Animals Healthy at Jackson's Ranch, USDA Says
WASHINGTON Rest easy animal lovers: the giraffes, elephants, snakes, monkeys and other assorted wildlife at Michael Jackson's private zoo on his Neverland Valley Ranch in central California are fine.
A surprise inspection at Jackson's ranch found animals there in good health, a spokesman for the U.S. Agriculture Department said Wednesday.
The inspection was prompted by concerns voiced by the animal rights group People for the Ethical Treatment of Animals, known as PETA.
"We conducted a surprise inspection on Dec. 21, I believe, regarding a complaint that we received from PETA. And our veterinary medical officer found the animals were in good health," USDA spokesman Darby Holladay said. "There are no violations of the Animal Welfare Act."

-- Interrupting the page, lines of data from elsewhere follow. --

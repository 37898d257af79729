// memory.rs — In-memory ledger store used for tests, demos and embedding.

use std::sync::{RwLock, RwLockReadGuard, RwLockWriteGuard};

use chrono::Utc;

use crate::error::LedgerError;
use crate::model::{
    ChatIdentity, Goal, GoalId, GoalStatus, GroupId, GroupMember, NewGoal, Transaction, User,
    UserId, Vote, VoteCount, DEFAULT_STARTING_BALANCE,
};
use crate::penalty::PenaltyPlan;
use crate::state::LedgerState;
use crate::store::LedgerStore;

/// A [`LedgerStore`] that keeps everything behind one `RwLock`.
pub struct MemoryStore {
    starting_balance: i64,
    inner: RwLock<LedgerState>,
}

impl MemoryStore {
    pub fn new(starting_balance: i64) -> Self {
        Self {
            starting_balance,
            inner: RwLock::new(LedgerState::default()),
        }
    }

    fn read(&self) -> Result<RwLockReadGuard<'_, LedgerState>, LedgerError> {
        self.inner.read().map_err(|_| LedgerError::Poisoned)
    }

    fn write(&self) -> Result<RwLockWriteGuard<'_, LedgerState>, LedgerError> {
        self.inner.write().map_err(|_| LedgerError::Poisoned)
    }
}

impl Default for MemoryStore {
    fn default() -> Self {
        Self::new(DEFAULT_STARTING_BALANCE)
    }
}

impl LedgerStore for MemoryStore {
    fn get_or_create_user(
        &self,
        identity: ChatIdentity,
        display_name: &str,
    ) -> Result<User, LedgerError> {
        Ok(self.write()?.get_or_create_user(
            identity,
            display_name,
            self.starting_balance,
            Utc::now(),
        ))
    }

    fn user(&self, user_id: UserId) -> Result<User, LedgerError> {
        self.read()?.user(user_id)
    }

    fn find_user(&self, identity: ChatIdentity) -> Result<Option<User>, LedgerError> {
        Ok(self.read()?.find_user(identity))
    }

    fn adjust_balance(&self, user_id: UserId, delta: i64) -> Result<User, LedgerError> {
        self.write()?.adjust_balance(user_id, delta, Utc::now())
    }

    fn create_goal(&self, goal: NewGoal) -> Result<Goal, LedgerError> {
        self.write()?.create_goal(goal, Utc::now())
    }

    fn goal(&self, goal_id: GoalId) -> Result<Goal, LedgerError> {
        self.read()?.goal(goal_id)
    }

    fn transition_goal(
        &self,
        goal_id: GoalId,
        from: GoalStatus,
        to: GoalStatus,
    ) -> Result<Goal, LedgerError> {
        self.write()?.transition_goal(goal_id, from, to)
    }

    fn record_proof(&self, goal_id: GoalId, proof: &str) -> Result<Goal, LedgerError> {
        self.write()?.record_proof(goal_id, proof, Utc::now())
    }

    fn active_goals_for_owner(&self, owner: UserId) -> Result<Vec<Goal>, LedgerError> {
        Ok(self.read()?.active_goals_for_owner(owner))
    }

    fn active_goals_for_group(&self, group: GroupId) -> Result<Vec<Goal>, LedgerError> {
        Ok(self.read()?.active_goals_for_group(group))
    }

    fn upsert_vote(
        &self,
        goal_id: GoalId,
        voter: UserId,
        approve: bool,
    ) -> Result<(), LedgerError> {
        self.write()?.upsert_vote(goal_id, voter, approve, Utc::now())
    }

    fn count_votes(&self, goal_id: GoalId) -> Result<VoteCount, LedgerError> {
        Ok(self.read()?.count_votes(goal_id))
    }

    fn votes(&self, goal_id: GoalId) -> Result<Vec<Vote>, LedgerError> {
        Ok(self.read()?.votes(goal_id))
    }

    fn record_transaction(&self, transaction: Transaction) -> Result<(), LedgerError> {
        self.write()?.record_transaction(transaction)
    }

    fn transactions_for_goal(&self, goal_id: GoalId) -> Result<Vec<Transaction>, LedgerError> {
        Ok(self.read()?.transactions_for_goal(goal_id))
    }

    fn add_group_member(
        &self,
        group: GroupId,
        user_id: UserId,
    ) -> Result<GroupMember, LedgerError> {
        self.write()?.add_group_member(group, user_id, Utc::now())
    }

    fn group_members(&self, group: GroupId) -> Result<Vec<GroupMember>, LedgerError> {
        Ok(self.read()?.group_members(group))
    }

    fn settle_penalty(&self, plan: &PenaltyPlan) -> Result<Goal, LedgerError> {
        self.write()?.settle_penalty(plan, Utc::now())
    }
}

#[cfg(test)]
mod tests {
    use super::*;
    use crate::model::TransactionReason;
    use chrono::Duration;

    const GROUP: GroupId = GroupId(-1001);

    fn new_goal(owner: UserId, stake: i64) -> NewGoal {
        NewGoal {
            owner,
            group: GROUP,
            title: "Ship the release".into(),
            description: "Tag and publish".into(),
            deadline: Utc::now() + Duration::days(7),
            stake,
        }
    }

    fn pending_goal(store: &MemoryStore, owner: UserId, stake: i64) -> Goal {
        let goal = store.create_goal(new_goal(owner, stake)).unwrap();
        store.record_proof(goal.goal_id, "screenshot").unwrap()
    }

    #[test]
    fn first_contact_grants_starting_balance() {
        let store = MemoryStore::default();
        let user = store.get_or_create_user(ChatIdentity(42), "alice").unwrap();
        assert_eq!(user.balance, 100);

        let again = store.get_or_create_user(ChatIdentity(42), "renamed").unwrap();
        assert_eq!(again.user_id, user.user_id);
        assert_eq!(again.display_name, "alice");
    }

    #[test]
    fn create_goal_checks_live_balance_without_debiting() {
        let store = MemoryStore::default();
        let owner = store.get_or_create_user(ChatIdentity(1), "owner").unwrap();

        let goal = store.create_goal(new_goal(owner.user_id, 30)).unwrap();
        assert_eq!(goal.status, GoalStatus::Active);
        assert_eq!(store.user(owner.user_id).unwrap().balance, 100);

        let too_much = store.create_goal(new_goal(owner.user_id, 101));
        assert!(matches!(
            too_much,
            Err(LedgerError::InsufficientBalance { balance: 100, required: 101, .. })
        ));
    }

    #[test]
    fn record_proof_is_a_compare_and_swap() {
        let store = MemoryStore::default();
        let owner = store.get_or_create_user(ChatIdentity(1), "owner").unwrap();
        let goal = store.create_goal(new_goal(owner.user_id, 10)).unwrap();

        let pending = store.record_proof(goal.goal_id, "photo").unwrap();
        assert_eq!(pending.status, GoalStatus::DonePending);
        assert_eq!(pending.proof.as_deref(), Some("photo"));
        assert!(pending.voting_started_at.is_some());

        let again = store.record_proof(goal.goal_id, "second photo");
        assert!(matches!(again, Err(LedgerError::StatusMismatch { .. })));
        assert_eq!(
            store.goal(goal.goal_id).unwrap().proof.as_deref(),
            Some("photo")
        );
    }

    #[test]
    fn terminal_status_never_regresses() {
        let store = MemoryStore::default();
        let owner = store.get_or_create_user(ChatIdentity(1), "owner").unwrap();
        let goal = pending_goal(&store, owner.user_id, 10);

        store
            .transition_goal(goal.goal_id, GoalStatus::DonePending, GoalStatus::Success)
            .unwrap();
        let back = store.transition_goal(goal.goal_id, GoalStatus::Success, GoalStatus::Active);
        assert!(matches!(back, Err(LedgerError::InvalidTransition { .. })));
        let fail = store.transition_goal(goal.goal_id, GoalStatus::DonePending, GoalStatus::Failed);
        assert!(matches!(fail, Err(LedgerError::StatusMismatch { .. })));
    }

    #[test]
    fn repeat_vote_overwrites() {
        let store = MemoryStore::default();
        let owner = store.get_or_create_user(ChatIdentity(1), "owner").unwrap();
        let voter = store.get_or_create_user(ChatIdentity(2), "voter").unwrap();
        let goal = pending_goal(&store, owner.user_id, 10);

        store.upsert_vote(goal.goal_id, voter.user_id, true).unwrap();
        store.upsert_vote(goal.goal_id, voter.user_id, false).unwrap();

        assert_eq!(
            store.count_votes(goal.goal_id).unwrap(),
            VoteCount { yes: 0, no: 1 }
        );
        assert_eq!(store.votes(goal.goal_id).unwrap().len(), 1);
    }

    #[test]
    fn votes_rejected_outside_done_pending() {
        let store = MemoryStore::default();
        let owner = store.get_or_create_user(ChatIdentity(1), "owner").unwrap();
        let voter = store.get_or_create_user(ChatIdentity(2), "voter").unwrap();
        let goal = store.create_goal(new_goal(owner.user_id, 10)).unwrap();

        let result = store.upsert_vote(goal.goal_id, voter.user_id, true);
        assert!(matches!(result, Err(LedgerError::StatusMismatch { .. })));
        assert_eq!(store.count_votes(goal.goal_id).unwrap(), VoteCount::default());
    }

    #[test]
    fn membership_is_idempotent_and_ordered() {
        let store = MemoryStore::default();
        let a = store.get_or_create_user(ChatIdentity(1), "a").unwrap();
        let b = store.get_or_create_user(ChatIdentity(2), "b").unwrap();

        let first = store.add_group_member(GROUP, b.user_id).unwrap();
        store.add_group_member(GROUP, a.user_id).unwrap();
        let again = store.add_group_member(GROUP, b.user_id).unwrap();
        assert_eq!(first.seq, again.seq);

        let members = store.group_members(GROUP).unwrap();
        let order: Vec<UserId> = members.iter().map(|m| m.user_id).collect();
        assert_eq!(order, vec![b.user_id, a.user_id]);
        assert!(store.group_members(GroupId(5)).unwrap().is_empty());
    }

    #[test]
    fn settle_penalty_moves_exact_stake() {
        let store = MemoryStore::default();
        let owner = store.get_or_create_user(ChatIdentity(1), "owner").unwrap();
        store.add_group_member(GROUP, owner.user_id).unwrap();
        for i in 2..=5 {
            let u = store.get_or_create_user(ChatIdentity(i), "member").unwrap();
            store.add_group_member(GROUP, u.user_id).unwrap();
        }
        let goal = pending_goal(&store, owner.user_id, 30);

        let plan = PenaltyPlan::for_goal(&goal, &store.group_members(GROUP).unwrap()).unwrap();
        let failed = store.settle_penalty(&plan).unwrap();
        assert_eq!(failed.status, GoalStatus::Failed);
        assert_eq!(store.user(owner.user_id).unwrap().balance, 70);

        let txs = store.transactions_for_goal(goal.goal_id).unwrap();
        assert_eq!(txs.len(), 4);
        assert!(txs
            .iter()
            .all(|t| t.reason == TransactionReason::PenaltyDistribution));
        assert_eq!(txs.iter().map(|t| t.amount).sum::<i64>(), 30);

        // A second settlement of the same goal is refused and changes nothing.
        let again = store.settle_penalty(&plan);
        assert!(matches!(again, Err(LedgerError::StatusMismatch { .. })));
        assert_eq!(store.user(owner.user_id).unwrap().balance, 70);
        assert_eq!(store.transactions_for_goal(goal.goal_id).unwrap().len(), 4);
    }

    #[test]
    fn settle_penalty_allows_negative_owner_balance() {
        let store = MemoryStore::new(10);
        let owner = store.get_or_create_user(ChatIdentity(1), "owner").unwrap();
        let other = store.get_or_create_user(ChatIdentity(2), "other").unwrap();
        store.add_group_member(GROUP, owner.user_id).unwrap();
        store.add_group_member(GROUP, other.user_id).unwrap();
        let goal = pending_goal(&store, owner.user_id, 10);
        store.adjust_balance(owner.user_id, -8).unwrap();

        let plan = PenaltyPlan::for_goal(&goal, &store.group_members(GROUP).unwrap()).unwrap();
        store.settle_penalty(&plan).unwrap();
        assert_eq!(store.user(owner.user_id).unwrap().balance, -8);
        assert_eq!(store.user(other.user_id).unwrap().balance, 20);
    }

    #[test]
    fn settle_penalty_with_unknown_recipient_applies_nothing() {
        let store = MemoryStore::default();
        let owner = store.get_or_create_user(ChatIdentity(1), "owner").unwrap();
        let goal = pending_goal(&store, owner.user_id, 20);

        let plan = PenaltyPlan {
            goal_id: goal.goal_id,
            owner: owner.user_id,
            stake: 20,
            shares: vec![crate::penalty::PenaltyShare {
                recipient: UserId::new(),
                amount: 20,
            }],
        };
        assert!(matches!(
            store.settle_penalty(&plan),
            Err(LedgerError::UserNotFound(_))
        ));
        assert_eq!(store.goal(goal.goal_id).unwrap().status, GoalStatus::DonePending);
        assert_eq!(store.user(owner.user_id).unwrap().balance, 100);
        assert!(store.transactions_for_goal(goal.goal_id).unwrap().is_empty());
    }

    #[test]
    fn settle_penalty_rejects_plan_that_loses_credits() {
        let store = MemoryStore::default();
        let owner = store.get_or_create_user(ChatIdentity(1), "owner").unwrap();
        let other = store.get_or_create_user(ChatIdentity(2), "other").unwrap();
        let goal = pending_goal(&store, owner.user_id, 20);

        let plan = PenaltyPlan {
            goal_id: goal.goal_id,
            owner: owner.user_id,
            stake: 20,
            shares: vec![crate::penalty::PenaltyShare {
                recipient: other.user_id,
                amount: 19,
            }],
        };
        assert!(matches!(
            store.settle_penalty(&plan),
            Err(LedgerError::PlanMismatch { .. })
        ));
        assert_eq!(store.user(other.user_id).unwrap().balance, 100);
    }

    #[test]
    fn admin_grant_is_recorded() {
        let store = MemoryStore::default();
        let user = store.get_or_create_user(ChatIdentity(9), "user").unwrap();
        let updated = store.adjust_balance(user.user_id, 25).unwrap();
        assert_eq!(updated.balance, 125);
        assert!(matches!(
            store.adjust_balance(UserId::new(), 5),
            Err(LedgerError::UserNotFound(_))
        ));
    }

    #[test]
    fn open_goal_queries_filter_and_sort() {
        let store = MemoryStore::default();
        let owner = store.get_or_create_user(ChatIdentity(1), "owner").unwrap();
        let mut later = new_goal(owner.user_id, 5);
        later.deadline = Utc::now() + Duration::days(30);
        let later = store.create_goal(later).unwrap();
        let sooner = store.create_goal(new_goal(owner.user_id, 5)).unwrap();
        let done = pending_goal(&store, owner.user_id, 5);
        store
            .transition_goal(done.goal_id, GoalStatus::DonePending, GoalStatus::Success)
            .unwrap();

        let mine = store.active_goals_for_owner(owner.user_id).unwrap();
        let ids: Vec<GoalId> = mine.iter().map(|g| g.goal_id).collect();
        assert_eq!(ids, vec![sooner.goal_id, later.goal_id]);

        assert_eq!(store.active_goals_for_group(GROUP).unwrap().len(), 2);
        assert!(store.active_goals_for_group(GroupId(3)).unwrap().is_empty());
    }
}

PETA urged the inspection, citing a report by Fox News suggesting that animals at Jackson's ranch might be suffering from lack of food and care.
"We're pleased that they (USDA inspectors) did go out there but still feel cautious about this situation because the regulations that the USDA enforces are minimum, and I emphasize minimum," PETA spokeswoman Lisa Wathne said by telephone. "In cases where they declare that there are no violations of the Animal Welfare Act, animals can still be languishing in really abysmal conditions."
Wathne said PETA planned to urge the U.S. Fish and Wildlife Service to investigate the status of any endangered species at the ranch, notably an African elephant and possibly an orangutan.
Jackson was acquitted of sex-abuse charges last June and is currently living in Bahrain in the Middle East.